Ash Wednesday marks season of reflection, prayer
Published 12:10 am Thursday, February 23, 2012
NATCHEZ — With a dark smudge across their foreheads, many Miss-Lou residents entered into a season of reflection and prayer Wednesday.
Ash Wednesday, 46 days before Easter, begins the Lenten season for many western Christians, and in churches across the Miss-Lou, worshippers filed through the nave to have a cross made of ashes smeared on their forehead, the minister saying, “Remember that you are dust, and to dust you will return.”
Lent is a 40-day period of fasting and prayer observed by Catholics, Lutherans, Episcopalians, Methodists and other Christian groups that follow a liturgical calendar.
It begins 46 days before Easter because fasting is not observed on Sundays.
For Natchez Catholic Darlene Christian, the imposition of ashes serves as a starting point to especially meditate on the reality that Jesus Christ was crucified and died for her sins, she said.
It’s also an act of humility.
“It is our symbol of humbling ourselves to God,” Christian said.
Even though Ash Wednesday has not historically been a Presbyterian practice, the Rev. Noelle Read, co-pastor of First Presbyterian Church in Natchez, said the Presbyterian Church (U.S.A.) has in recent decades reclaimed the Christian liturgical heritage as something important to the Christian life.
Lent is a part of that heritage, and Wednesday FPC had a service for the imposition of ashes.
“It is a reminder of our frailty, a preparation for Easter, a time of reflection, of remembrance of the work of Christ,” Read said.
Ash Wednesday seems to be one of the biggest days of the Christian year, and many lay people seem to especially look forward to it, said retired Episcopal priest the Rev. Sam Tomlinson. Tomlinson served as celebrant at Church of the Good Shepherd in Vidalia Wednesday.
“The Bible says we bear the image of the man of dust — that is Adam — and we will bear the image of the man of Heaven, that is Christ,” Tomlinson said.

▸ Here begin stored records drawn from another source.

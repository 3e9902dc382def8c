use anyhow::Result;
use clap::{App, Arg, ArgGroup, ArgMatches};
use nix::unistd::Pid;

use std::io::stdout;
use std::path::{Path, PathBuf};
use std::process;
use std::time::SystemTime;

use lochs_taint::archive::{binary_key, Archive};
use lochs_taint::disasm::IcedDecoder;
use lochs_taint::eventbus::{Engine, EventKind};
use lochs_taint::host::{ApiInfoTable, NoApiInfo, ProcessorView};
use lochs_taint::ptrace_host::{Step, Tracee, Tracer};
use lochs_taint::taint::TaintEngine;
use lochs_taint::trace::RunTrace;
use lochs_taint::Config;

fn app<'a, 'b>() -> App<'a, 'b> {
    App::new(env!("CARGO_PKG_NAME"))
        .version(env!("CARGO_PKG_VERSION"))
        .about(env!("CARGO_PKG_DESCRIPTION"))
        .arg(
            Arg::with_name("output-format")
                .help("The output format to use")
                .short("F")
                .long("format")
                .takes_value(true)
                .possible_values(&["archive", "raw-json"])
                .default_value("archive"),
        )
        .arg(
            Arg::with_name("mode")
                .help("The CPU mode to decode instructions with")
                .short("m")
                .long("mode")
                .takes_value(true)
                .possible_values(&["32", "64"])
                .default_value("32"),
        )
        .arg(
            Arg::with_name("config")
                .help("Path to the [General]/[Taint]/[Tracer] INI config")
                .short("c")
                .long("config")
                .takes_value(true)
                .default_value("lochsdbg.ini"),
        )
        .arg(
            Arg::with_name("archive-dir")
                .help("Directory to write the per-binary archive to (overrides config)")
                .long("archive-dir")
                .takes_value(true),
        )
        .arg(
            Arg::with_name("ignore-unsupported-memops")
                .help("Ignore unsupported memory ops instead of failing")
                .short("I")
                .long("ignore-unsupported-memops"),
        )
        .arg(
            Arg::with_name("debug-on-fault")
                .help("Suspend the tracee and detach if a memory access faults")
                .short("d")
                .long("debug-on-fault"),
        )
        .arg(
            Arg::with_name("tracee-pid")
                .help("Attach to the given PID for tracing")
                .short("a")
                .long("attach")
                .takes_value(true),
        )
        .arg(Arg::with_name("tracee-name").help("The program to trace").index(1))
        .arg(
            Arg::with_name("tracee-args")
                .help("The command-line arguments to execute the tracee with")
                .raw(true),
        )
        .group(
            ArgGroup::with_name("target")
                .required(true)
                .args(&["tracee-pid", "tracee-name"]),
        )
}

fn tracer_from_matches(matches: &ArgMatches, bitness: u32) -> Tracer {
    Tracer {
        ignore_unsupported_memops: matches.is_present("ignore-unsupported-memops"),
        debug_on_fault: matches.is_present("debug-on-fault"),
        bitness,
        tracee_pid: matches.value_of("tracee-pid").map(|s| Pid::from_raw(s.parse().unwrap())),
        tracee_name: matches.value_of("tracee-name").map(str::to_string),
        tracee_args: matches
            .values_of("tracee-args")
            .map(|vs| vs.map(str::to_string).collect())
            .unwrap_or_default(),
    }
}

fn run_archive_mode(matches: &ArgMatches, config: &Config, tracee: &mut Tracee) -> Result<()> {
    let decoder = IcedDecoder::new32();
    let api: &dyn ApiInfoTable = &NoApiInfo;

    let mut engine = Engine::new(
        TaintEngine::new(config.taint.rules),
        RunTrace::new(config.tracer.max_traces, config.tracer.merge_call_jmp),
    );

    while !tracee.is_terminated() {
        let eip = tracee.eip();
        engine.dispatch(EventKind::PreExecute, eip, eip, tracee, &decoder, api);

        let _step = tracee.step()?;

        let eip_after = tracee.eip();
        engine.dispatch(EventKind::PostExecute, eip_after, eip_after, tracee, &decoder, api);
    }

    if config.general.enabled {
        let archive_dir = matches
            .value_of("archive-dir")
            .map(PathBuf::from)
            .unwrap_or_else(|| PathBuf::from(&config.general.archive_dir));

        let mut archive = Archive::new();
        archive.put("stats", &ArchivedStats::from(&engine.stats));

        let target = matches
            .value_of("tracee-name")
            .map(Path::new)
            .unwrap_or_else(|| Path::new("attached"));
        let key = binary_key(target, SystemTime::now());
        archive.save(&archive_dir, key, "main")?;
    }

    Ok(())
}

#[derive(Debug, serde::Serialize, serde::Deserialize)]
struct ArchivedStats {
    instructions_executed: u64,
    mem_reads: u64,
    mem_writes: u64,
}

impl From<&lochs_taint::eventbus::Statistics> for ArchivedStats {
    fn from(s: &lochs_taint::eventbus::Statistics) -> Self {
        ArchivedStats {
            instructions_executed: s.instructions_executed,
            mem_reads: s.mem_reads,
            mem_writes: s.mem_writes,
        }
    }
}

impl lochs_taint::archive::Archivable for ArchivedStats {
    fn to_json(&self) -> serde_json::Value {
        serde_json::to_value(self).unwrap()
    }
    fn from_json(value: serde_json::Value) -> Result<Self, lochs_taint::ArchiveError> {
        serde_json::from_value(value).map_err(|source| lochs_taint::ArchiveError::Serde {
            component: "ArchivedStats",
            source,
        })
    }
}

fn run() -> Result<()> {
    let matches = app().get_matches();

    let config_path = PathBuf::from(matches.value_of("config").unwrap());
    let config = Config::load(&config_path)?;

    let bitness: u32 = matches.value_of("mode").unwrap().parse()?;
    let tracer = tracer_from_matches(&matches, bitness);
    let mut tracee = tracer.trace()?;

    match matches.value_of("output-format").unwrap() {
        "archive" => run_archive_mode(&matches, &config, &mut tracee)?,
        "raw-json" => {
            let steps: Result<Vec<Step>> = std::iter::from_fn(|| {
                if tracee.is_terminated() {
                    None
                } else {
                    Some(tracee.step())
                }
            })
            .collect();
            serde_json::to_writer(stdout(), &steps?)?;
        }
        _ => unreachable!(),
    }

    Ok(())
}

fn main() {
    env_logger::init();

    process::exit(match run() {
        Ok(()) => 0,
        Err(e) => {
            eprintln!("Fatal: {:#}", e);
            1
        }
    });
}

“As much as we run away from death and are afraid of death, we welcome the chance of just facing it. That is one of the attractions of Ash Wednesday.”
Ruth McWilliams, program coordinator at St. Mary Basilica, said the ashes serve to remind Christians of their total dependence on God.
“We come into this world by God’s grace with nothing and we go back to our creator with nothing,” McWilliams said.
“(The ashes) are a symbol, a reminder, of our creation and our need of God at all times.”
But the ashes are also a statement about what comes at the end of Lent — Easter.
“They are a symbol to the world of our Christianity and our faith in resurrection,” McWilliams said.